* _Problem details_: Once the line containing "let raw = env::var(key).ok()?;" is found in the records below, return it and each following line exactly, up to and including the line containing "cannot be opened.", and nothing else.

* _Available data_:

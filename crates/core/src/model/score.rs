use serde::Serialize;

use crate::model::question::Question;

/// Per-question line of a scored attempt.
#[derive(Debug, Clone, PartialEq, Eq, Serialize)]
#[serde(rename_all = "camelCase")]
pub struct QuestionOutcome {
    pub prompt: String,
    pub selected_option_text: Option<String>,
    pub correct_option_text: String,
    pub is_correct: bool,
}

/// Derived result of scoring a quiz. Never stored.
#[derive(Debug, Clone, PartialEq, Eq, Serialize)]
#[serde(rename_all = "camelCase")]
pub struct ScoredResult {
    pub total: usize,
    pub correct: usize,
    pub per_question: Vec<QuestionOutcome>,
}

impl ScoredResult {
    /// Score `questions` against the selections reported by `selected`.
    ///
    /// Unanswered questions count as incorrect and carry no selected text.
    pub fn tally<F>(questions: &[Question], selected: F) -> Self
    where
        F: Fn(usize) -> Option<usize>,
    {
        let mut correct = 0_usize;
        let per_question = questions
            .iter()
            .enumerate()
            .map(|(index, question)| {
                let choice = selected(index);
                let is_correct = choice.is_some_and(|option| question.is_correct(option));
                if is_correct {
                    correct += 1;
                }
                QuestionOutcome {
                    prompt: question.prompt.clone(),
                    selected_option_text: choice
                        .and_then(|option| question.option(option))
                        .map(str::to_owned),
                    correct_option_text: question
                        .correct_option()
                        .map(str::to_owned)
                        .unwrap_or_default(),
                    is_correct,
                }
            })
            .collect();

        Self {
            total: questions.len(),
            correct,
            per_question,
        }
    }

    /// Whole-number percentage, rounded down. Zero for an empty result.
    #[must_use]
    pub fn percent(&self) -> usize {
        if self.total == 0 {
            return 0;
        }
        self.correct * 100 / self.total
    }
}

#[cfg(test)]
mod tests {
    use super::*;

    fn questions() -> Vec<Question> {
        vec![
            Question::new("2+2?", ["3", "4", "5"], 1),
            Question::new("Capital of France?", ["Berlin", "Paris", "Rome"], 1),
            Question::new("Largest planet?", ["Jupiter", "Mars"], 0),
        ]
    }

    #[test]
    fn unanswered_counts_as_wrong_with_no_selection() {
        let result = ScoredResult::tally(&questions(), |_| None);
        assert_eq!(result.total, 3);
        assert_eq!(result.correct, 0);
        assert!(result
            .per_question
            .iter()
            .all(|line| line.selected_option_text.is_none() && !line.is_correct));
        assert_eq!(result.per_question[1].correct_option_text, "Paris");
    }

    #[test]
    fn mixed_answers_are_tallied() {
        let result = ScoredResult::tally(&questions(), |i| match i {
            0 => Some(1),
            1 => Some(2),
            _ => None,
        });
        assert_eq!(result.correct, 1);
        assert_eq!(result.percent(), 33);
        assert_eq!(result.per_question[1].selected_option_text.as_deref(), Some("Rome"));
    }

    #[test]
    fn serializes_camel_case_for_display_layers() {
        let result = ScoredResult::tally(&questions()[..1], |_| Some(1));
        let json = serde_json::to_value(&result).unwrap();
        assert_eq!(json["perQuestion"][0]["isCorrect"], true);
        assert_eq!(json["perQuestion"][0]["selectedOptionText"], "4");
        assert_eq!(result.percent(), 100);
    }
}
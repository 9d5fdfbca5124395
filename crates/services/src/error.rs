//! Shared error types for the services crate.

use thiserror::Error;

use quiz_core::model::{CardError, CardSource, QuizError};
use storage::repository::StorageError;
use storage::sqlite::SqliteInitError;

/// Errors emitted by the REST client.
#[derive(Debug, Error)]
#[non_exhaustive]
pub enum ApiError {
    #[error("not authorized, sign in again")]
    Unauthorized,
    #[error("request failed with status {status}: {message}")]
    Status {
        status: reqwest::StatusCode,
        message: String,
    },
    #[error("response is missing `{0}`")]
    MalformedResponse(&'static str),
    #[error(transparent)]
    Http(#[from] reqwest::Error),
}

/// Errors emitted by `AuthService`.
#[derive(Debug, Error)]
#[non_exhaustive]
pub enum AuthError {
    #[error("email and password are required")]
    MissingCredentials,
    #[error("you must be logged in")]
    NotLoggedIn,
    #[error(transparent)]
    Api(#[from] ApiError),
    #[error(transparent)]
    Storage(#[from] StorageError),
}

/// Errors emitted by `CardLibraryService`.
#[derive(Debug, Error)]
#[non_exhaustive]
pub enum CardLibraryError {
    #[error("enter some text to generate cards from")]
    EmptyText,
    #[error("no generated cards to save")]
    NothingToSave,
    #[error("card is already saved")]
    AlreadySaved,
    #[error("card must be saved before it can be favorited")]
    NotSaved,
    #[error("card {index} is out of range for {len} cards")]
    CardOutOfRange { index: usize, len: usize },
    #[error(transparent)]
    Card(#[from] CardError),
    #[error(transparent)]
    Auth(#[from] AuthError),
    #[error(transparent)]
    Api(#[from] ApiError),
    #[error(transparent)]
    Storage(#[from] StorageError),
}

/// Errors emitted by `CardSourceService`.
#[derive(Debug, Error)]
#[non_exhaustive]
pub enum CardSourceError {
    #[error("no cards found for source `{requested}`, generate or save some cards first")]
    NoCardsAvailable { requested: CardSource },
    #[error(transparent)]
    Auth(#[from] AuthError),
    #[error(transparent)]
    Api(#[from] ApiError),
    #[error(transparent)]
    Storage(#[from] StorageError),
}

/// Errors emitted while starting a quiz.
#[derive(Debug, Error)]
#[non_exhaustive]
pub enum QuizServiceError {
    #[error(transparent)]
    Source(#[from] CardSourceError),
    #[error("quiz generation failed: {0}")]
    Generation(#[source] ApiError),
    #[error("generated quiz is unusable: {0}")]
    Quiz(#[from] QuizError),
    #[error(transparent)]
    Auth(#[from] AuthError),
}

/// Errors emitted by `ProgressService`.
#[derive(Debug, Error)]
#[non_exhaustive]
pub enum ProgressError {
    #[error(transparent)]
    Auth(#[from] AuthError),
    #[error(transparent)]
    Api(#[from] ApiError),
}

/// Errors emitted while bootstrapping app services.
#[derive(Debug, Error)]
#[non_exhaustive]
pub enum AppServicesError {
    #[error(transparent)]
    Sqlite(#[from] SqliteInitError),
    #[error(transparent)]
    Api(#[from] ApiError),
}
use serde::{Deserialize, Serialize};
use std::fmt;

/// Backend identifier for a saved card.
///
/// The remote API hands out opaque string ids; the client never parses them.
#[derive(Clone, PartialEq, Eq, Hash, PartialOrd, Ord, Serialize, Deserialize)]
#[serde(transparent)]
pub struct CardId(String);

impl CardId {
    #[must_use]
    pub fn new(id: impl Into<String>) -> Self {
        Self(id.into())
    }

    #[must_use]
    pub fn as_str(&self) -> &str {
        &self.0
    }
}

/// Opaque identifier attached to a generated question, when the generator provides one.
#[derive(Clone, PartialEq, Eq, Hash, PartialOrd, Ord, Serialize, Deserialize)]
#[serde(transparent)]
pub struct QuestionId(String);

impl QuestionId {
    #[must_use]
    pub fn new(id: impl Into<String>) -> Self {
        Self(id.into())
    }

    #[must_use]
    pub fn as_str(&self) -> &str {
        &self.0
    }
}

impl fmt::Debug for CardId {
    fn fmt(&self, f: &mut fmt::Formatter<'_>) -> fmt::Result {
        write!(f, "CardId({})", self.0)
    }
}

impl fmt::Display for CardId {
    fn fmt(&self, f: &mut fmt::Formatter<'_>) -> fmt::Result {
        f.write_str(&self.0)
    }
}

impl fmt::Debug for QuestionId {
    fn fmt(&self, f: &mut fmt::Formatter<'_>) -> fmt::Result {
        write!(f, "QuestionId({})", self.0)
    }
}

impl fmt::Display for QuestionId {
    fn fmt(&self, f: &mut fmt::Formatter<'_>) -> fmt::Result {
        f.write_str(&self.0)
    }
}

impl From<&str> for CardId {
    fn from(value: &str) -> Self {
        Self::new(value)
    }
}

impl From<&str> for QuestionId {
    fn from(value: &str) -> Self {
        Self::new(value)
    }
}
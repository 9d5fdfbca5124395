use std::env;
use std::time::Duration;

use quiz_core::model::{ClientSettings, ClientSettingsDraft, ClientSettingsError};
use tracing::warn;

pub const API_URL_ENV: &str = "FLASHQUIZ_API_URL";
pub const QUIZ_API_URL_ENV: &str = "FLASHQUIZ_QUIZ_API_URL";
pub const QUESTIONS_ENV: &str = "FLASHQUIZ_QUESTIONS";
pub const TIMEOUT_ENV: &str = "FLASHQUIZ_HTTP_TIMEOUT_SECS";

const DEFAULT_TIMEOUT_SECS: u64 = 60;

/// Endpoints and knobs for the REST client.
#[derive(Clone, Debug)]
pub struct ApiConfig {
    pub api_base_url: String,
    pub quiz_base_url: String,
    pub default_question_count: u32,
    pub timeout: Duration,
}

impl ApiConfig {
    #[must_use]
    pub fn from_settings(settings: &ClientSettings) -> Self {
        Self {
            api_base_url: settings.api_base_url().to_owned(),
            quiz_base_url: settings.quiz_base_url().to_owned(),
            default_question_count: settings.default_question_count(),
            timeout: Duration::from_secs(DEFAULT_TIMEOUT_SECS),
        }
    }

    /// Point both backends at one base URL. Used by tests against a mock server.
    #[must_use]
    pub fn single_host(base_url: impl Into<String>) -> Self {
        let base_url = base_url.into().trim_end_matches('/').to_owned();
        Self {
            api_base_url: base_url.clone(),
            quiz_base_url: base_url,
            ..Self::from_settings(&ClientSettings::default())
        }
    }

    /// Read configuration from the environment, falling back to defaults.
    ///
    /// Unparsable numbers are logged and ignored.
    ///
    /// # Errors
    ///
    /// Returns `ClientSettingsError` if a URL is invalid or the question count is out of range.
    pub fn from_env() -> Result<Self, ClientSettingsError> {
        let draft = ClientSettingsDraft {
            api_base_url: env::var(API_URL_ENV).ok(),
            quiz_base_url: env::var(QUIZ_API_URL_ENV).ok(),
            default_question_count: parse_env(QUESTIONS_ENV),
        };
        let mut config = Self::from_settings(&draft.validate()?);
        if let Some(secs) = parse_env::<u64>(TIMEOUT_ENV) {
            config.timeout = Duration::from_secs(secs.max(1));
        }
        Ok(config)
    }
}

impl Default for ApiConfig {
    fn default() -> Self {
        Self::from_settings(&ClientSettings::default())
    }
}

fn parse_env<T: std::str::FromStr>(key: &str) -> Option<T> {
    let raw = env::var(key).ok()?;
    match raw.trim().parse() {
        Ok(value) => Some(value),
        Err(_) => {
            warn!(key, value = %raw, "ignoring unparsable environment value");
            None
        }
    }
}
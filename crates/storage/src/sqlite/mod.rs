//! `SQLite` backend for the key/value cache.

use std::str::FromStr;
use std::sync::Arc;
use std::time::Duration;

use sqlx::SqlitePool;
use sqlx::sqlite::{SqliteConnectOptions, SqliteJournalMode, SqlitePoolOptions};
use thiserror::Error;

use crate::repository::{KeyValueStore, Storage};

mod kv_repo;
mod migrate;

const MAX_CONNECTIONS: u32 = 4;
const BUSY_TIMEOUT: Duration = Duration::from_secs(5);

/// Key/value rows in a single `kv_store` table.
#[derive(Clone)]
pub struct SqliteStore {
    pool: SqlitePool,
}

#[derive(Debug, Error)]
#[non_exhaustive]
pub enum SqliteInitError {
    #[error(transparent)]
    Sqlx(#[from] sqlx::Error),
}

impl SqliteStore {
    /// Open (creating if needed) the database at `database_url`.
    ///
    /// # Errors
    ///
    /// Returns `SqliteInitError` if the URL is malformed or the database cannot be opened.
    pub async fn connect(database_url: &str) -> Result<Self, SqliteInitError> {
        let options = SqliteConnectOptions::from_str(database_url)?
            .create_if_missing(true)
            .journal_mode(SqliteJournalMode::Wal)
            .busy_timeout(BUSY_TIMEOUT);
        let pool = SqlitePoolOptions::new()
            .max_connections(MAX_CONNECTIONS)
            .acquire_timeout(BUSY_TIMEOUT)
            .connect_with(options)
            .await?;
        Ok(Self { pool })
    }

    #[must_use]
    pub fn pool(&self) -> &SqlitePool {
        &self.pool
    }

    /// Bring the schema up to date.
    ///
    /// # Errors
    ///
    /// Returns `SqliteInitError` if a migration statement fails.
    pub async fn migrate(&self) -> Result<(), SqliteInitError> {
        migrate::run_migrations(&self.pool).await
    }
}

impl Storage {
    /// Open and migrate an `SQLite` database, then wrap it in a [`Storage`].
    ///
    /// # Errors
    ///
    /// Returns `SqliteInitError` if the database cannot be opened or migrated.
    pub async fn sqlite(database_url: &str) -> Result<Self, SqliteInitError> {
        let store = SqliteStore::connect(database_url).await?;
        store.migrate().await?;
        let store: Arc<dyn KeyValueStore> = Arc::new(store);
        Ok(Self::from_store(store))
    }
}

#[cfg(test)]
mod tests {
    use super::*;

    #[test]
    fn store_is_send_sync() {
        fn assert_send_sync<T: Send + Sync>() {}
        assert_send_sync::<SqliteStore>();
    }

    #[tokio::test]
    async fn rejects_non_sqlite_urls() {
        let err = SqliteStore::connect("postgres://localhost/quiz").await;
        assert!(matches!(err, Err(SqliteInitError::Sqlx(_))));
    }
}
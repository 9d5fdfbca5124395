use serde::{Deserialize, Serialize};

/// Profile returned alongside a login token. Every field is optional; the
/// backend may send an empty object.
#[derive(Debug, Clone, Default, PartialEq, Eq, Serialize, Deserialize)]
pub struct UserProfile {
    #[serde(rename = "_id", alias = "id", default, skip_serializing_if = "Option::is_none")]
    pub id: Option<String>,
    #[serde(default, skip_serializing_if = "Option::is_none")]
    pub name: Option<String>,
    #[serde(default, skip_serializing_if = "Option::is_none")]
    pub email: Option<String>,
}

impl UserProfile {
    /// Name to greet the user with: their name, else their email, else "there".
    #[must_use]
    pub fn display_name(&self) -> &str {
        self.name
            .as_deref()
            .filter(|name| !name.trim().is_empty())
            .or(self.email.as_deref())
            .unwrap_or("there")
    }
}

* _Solution for this exercise_:
    let raw = env::var(key).ok()?;
    match raw.trim().parse() {
        Ok(value) => Some(value),
        Err(_) => {
            warn!(key, value = %raw, "ignoring unparsable environment value");
            None
        }
    }
}
filename crates/storage/src/sqlite/mod.rs
//! `SQLite` backend for the key/value cache.

use std::str::FromStr;
use std::sync::Arc;
use std::time::Duration;

use sqlx::SqlitePool;
use sqlx::sqlite::{SqliteConnectOptions, SqliteJournalMode, SqlitePoolOptions};
use thiserror::Error;

use crate::repository::{KeyValueStore, Storage};

mod kv_repo;
mod migrate;

const MAX_CONNECTIONS: u32 = 4;
const BUSY_TIMEOUT: Duration = Duration::from_secs(5);

/// Key/value rows in a single `kv_store` table.
#[derive(Clone)]
pub struct SqliteStore {
    pool: SqlitePool,
}

#[derive(Debug, Error)]
#[non_exhaustive]
pub enum SqliteInitError {
    #[error(transparent)]
    Sqlx(#[from] sqlx::Error),
}

impl SqliteStore {
    /// Open (creating if needed) the database at `database_url`.
    ///
    /// # Errors
    ///
    /// Returns `SqliteInitError` if the URL is malformed or the database cannot be opened.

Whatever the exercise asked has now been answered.